La dejé tirada en el sofá, desnuda y larga como vino a mis brazos. Y ahora la estoy mirando mucho más hermosa, más radiante, en esa paz del cuerpo relajado y el pelo en el rostro. No sé bien si prefiero este momento o sus gemidos pegados a mi oreja. La luz de la luna baña su trasero y no entiendo bien cómo tomármelo. Hace apenas unos minutos estaba dejando mi mano marcada en su piel y ahora, con un whisky en la mano y el motor del radiador del frigorífico como única banda sonora, me siento un crío.

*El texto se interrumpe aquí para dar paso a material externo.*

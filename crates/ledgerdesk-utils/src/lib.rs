//! Utility functions and helpers

use std::sync::atomic::{AtomicU64, Ordering};
use std::time::{SystemTime, UNIX_EPOCH};

static ID_SEQUENCE: AtomicU64 = AtomicU64::new(0);

/// Insert a thousands separator into a string of ASCII digits
fn group_digits(digits: &str, separator: &str) -> String {
    let mut result = String::new();
    let mut count = 0;
    for c in digits.chars().rev() {
        if count == 3 {
            result.push_str(&separator.chars().rev().collect::<String>());
            count = 0;
        }
        result.push(c);
        count += 1;
    }
    result.chars().rev().collect()
}

/// Format a monetary amount with a fixed number of decimals and grouped thousands.
///
/// `format_amount(-1234567.891, 2, ",")` gives `"-1,234,567.89"`.
pub fn format_amount(value: f64, decimals: usize, thousands_separator: &str) -> String {
    let fixed = format!("{:.*}", decimals, value.abs());
    let (whole, frac) = match fixed.split_once('.') {
        Some((w, f)) => (w, Some(f)),
        None => (fixed.as_str(), None),
    };

    let mut out = String::new();
    // "-0.00" reads badly in reports
    if value < 0.0 && fixed.chars().any(|c| c.is_ascii_digit() && c != '0') {
        out.push('-');
    }
    out.push_str(&group_digits(whole, thousands_separator));
    if let Some(frac) = frac {
        out.push('.');
        out.push_str(frac);
    }
    out
}

/// Round to `decimals` places, used before comparing or displaying totals
pub fn round_to(value: f64, decimals: u32) -> f64 {
    let factor = 10f64.powi(decimals as i32);
    (value * factor).round() / factor
}

/// Generate a unique identifier with the given prefix.
///
/// Ids are unique within a process: a millisecond timestamp plus a sequence number.
pub fn generate_id(prefix: &str) -> String {
    let now = SystemTime::now()
        .duration_since(UNIX_EPOCH)
        .map(|d| d.as_millis())
        .unwrap_or_default();
    let seq = ID_SEQUENCE.fetch_add(1, Ordering::Relaxed);
    format!("{}-{}-{}", prefix, now, seq)
}
//! Route modules for the API server
//!
//! - accounts: chart of accounts listing, upsert, delete, tree, parent candidates
//! - journal: journal entry listing, validation, upsert and status changes
//! - reports: statement generation and export

pub mod accounts;
pub mod journal;
pub mod reports;

use axum::http::HeaderMap;

use ledgerdesk_core::RequestContext;

use crate::error::{ApiError, ApiResult};

pub const COMPANY_HEADER: &str = "x-company-id";
pub const USER_HEADER: &str = "x-user-id";

/// Build the request context from the tenant headers
pub fn caller(headers: &HeaderMap) -> ApiResult<RequestContext> {
    let header = |name: &str| {
        headers
            .get(name)
            .and_then(|v| v.to_str().ok())
            .map(str::trim)
            .filter(|v| !v.is_empty())
            .map(str::to_string)
    };

    let company = header(COMPANY_HEADER)
        .ok_or_else(|| ApiError::bad_request(format!("missing {} header", COMPANY_HEADER)))?;
    let mut ctx = RequestContext::new(company);
    if let Some(user) = header(USER_HEADER) {
        ctx = ctx.with_user(user);
    }
    Ok(ctx)
}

No un crío de esos que juegan a la pelota detrás de la iglesia. No. Me refiero a esos que van emperifollados y con la cara de bobalicón queriendo enamorar a la María o a la Lucía de turno para dentro de sabe Dios cuánto tiempo, poder follársela.
Me asqueé del whisky. Casi tenía ganas de acariciarle las lineas suaves y delicadas de su cuerpo a la penumbra. De quitarle el pelo del rostro y observar su rostro dormido. No sé, darle un beso e irme a dormir a la otra habitación. Comprar pan por la mañana, un café con hielo, que con este calor no hay forma de tomar otra cosa, y besarla. Y follar, joder, claro que sí, pero sin la necesidad de sentir su respiración con mis propias manos.
Menudo imbécil estás hecho, me dije. Así que cogí mis cosas y me fui.
Las historias no están hechas para gente desesperada.